## What to produce
Please report how many lines in the records below contain the word "Berserker", giving only that number.

[Given records — start]

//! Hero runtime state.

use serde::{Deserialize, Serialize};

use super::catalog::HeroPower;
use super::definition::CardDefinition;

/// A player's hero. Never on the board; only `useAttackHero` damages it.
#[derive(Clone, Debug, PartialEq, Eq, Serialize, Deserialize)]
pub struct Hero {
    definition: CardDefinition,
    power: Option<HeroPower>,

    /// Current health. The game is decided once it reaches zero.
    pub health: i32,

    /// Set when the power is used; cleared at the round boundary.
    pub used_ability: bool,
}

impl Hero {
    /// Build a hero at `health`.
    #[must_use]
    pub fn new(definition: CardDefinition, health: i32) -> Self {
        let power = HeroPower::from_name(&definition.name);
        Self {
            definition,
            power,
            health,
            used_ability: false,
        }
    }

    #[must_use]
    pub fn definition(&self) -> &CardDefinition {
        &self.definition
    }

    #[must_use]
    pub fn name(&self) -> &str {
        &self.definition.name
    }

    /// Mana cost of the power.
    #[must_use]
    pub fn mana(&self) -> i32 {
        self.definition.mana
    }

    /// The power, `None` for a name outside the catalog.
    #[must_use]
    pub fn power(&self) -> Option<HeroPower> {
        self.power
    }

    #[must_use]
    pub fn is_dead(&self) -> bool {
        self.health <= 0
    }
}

[Given records — finish]
[Given records — start]

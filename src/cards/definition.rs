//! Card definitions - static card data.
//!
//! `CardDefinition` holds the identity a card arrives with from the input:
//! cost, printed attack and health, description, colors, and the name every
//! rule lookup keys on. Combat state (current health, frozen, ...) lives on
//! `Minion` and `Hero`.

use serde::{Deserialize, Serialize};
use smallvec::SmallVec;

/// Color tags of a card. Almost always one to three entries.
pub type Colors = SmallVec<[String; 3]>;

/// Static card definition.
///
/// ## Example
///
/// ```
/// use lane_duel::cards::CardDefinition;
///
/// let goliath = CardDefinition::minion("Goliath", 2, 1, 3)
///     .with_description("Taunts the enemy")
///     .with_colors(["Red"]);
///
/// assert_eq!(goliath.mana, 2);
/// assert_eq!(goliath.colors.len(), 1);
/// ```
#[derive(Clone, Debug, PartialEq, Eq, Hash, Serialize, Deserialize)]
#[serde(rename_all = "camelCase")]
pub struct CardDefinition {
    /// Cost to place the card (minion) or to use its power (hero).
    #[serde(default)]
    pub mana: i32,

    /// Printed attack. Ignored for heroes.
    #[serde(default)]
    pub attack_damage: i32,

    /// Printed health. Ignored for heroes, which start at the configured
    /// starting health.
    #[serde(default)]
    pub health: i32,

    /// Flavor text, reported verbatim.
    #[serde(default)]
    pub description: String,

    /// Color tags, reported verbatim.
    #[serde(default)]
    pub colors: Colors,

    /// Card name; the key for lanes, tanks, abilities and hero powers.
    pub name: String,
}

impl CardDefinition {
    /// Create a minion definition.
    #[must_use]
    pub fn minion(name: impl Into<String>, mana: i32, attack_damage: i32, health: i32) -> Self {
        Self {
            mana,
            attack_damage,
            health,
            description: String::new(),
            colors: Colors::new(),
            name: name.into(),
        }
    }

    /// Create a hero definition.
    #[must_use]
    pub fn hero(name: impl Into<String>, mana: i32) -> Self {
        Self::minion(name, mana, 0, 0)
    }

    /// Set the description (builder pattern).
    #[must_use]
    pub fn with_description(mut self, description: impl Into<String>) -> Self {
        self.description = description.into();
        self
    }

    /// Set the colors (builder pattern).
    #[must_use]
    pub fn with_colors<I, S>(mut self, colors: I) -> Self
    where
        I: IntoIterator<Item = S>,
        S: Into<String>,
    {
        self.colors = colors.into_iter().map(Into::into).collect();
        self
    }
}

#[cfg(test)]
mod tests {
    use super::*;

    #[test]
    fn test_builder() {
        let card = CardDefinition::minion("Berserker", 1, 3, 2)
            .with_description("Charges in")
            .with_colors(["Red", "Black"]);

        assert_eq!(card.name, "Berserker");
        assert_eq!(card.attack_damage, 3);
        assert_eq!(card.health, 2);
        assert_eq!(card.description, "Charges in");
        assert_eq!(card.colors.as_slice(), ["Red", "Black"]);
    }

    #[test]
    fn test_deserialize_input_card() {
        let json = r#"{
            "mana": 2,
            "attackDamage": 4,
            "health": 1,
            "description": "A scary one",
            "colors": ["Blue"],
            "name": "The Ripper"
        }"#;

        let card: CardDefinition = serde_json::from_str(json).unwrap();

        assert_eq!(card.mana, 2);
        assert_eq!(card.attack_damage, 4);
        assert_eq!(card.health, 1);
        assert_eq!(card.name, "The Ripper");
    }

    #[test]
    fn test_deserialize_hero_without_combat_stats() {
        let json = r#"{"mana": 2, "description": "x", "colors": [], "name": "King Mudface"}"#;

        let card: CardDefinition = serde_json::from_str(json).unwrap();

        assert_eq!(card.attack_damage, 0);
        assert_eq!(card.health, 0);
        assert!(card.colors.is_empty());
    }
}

[Given records — finish]

## Result for this task
2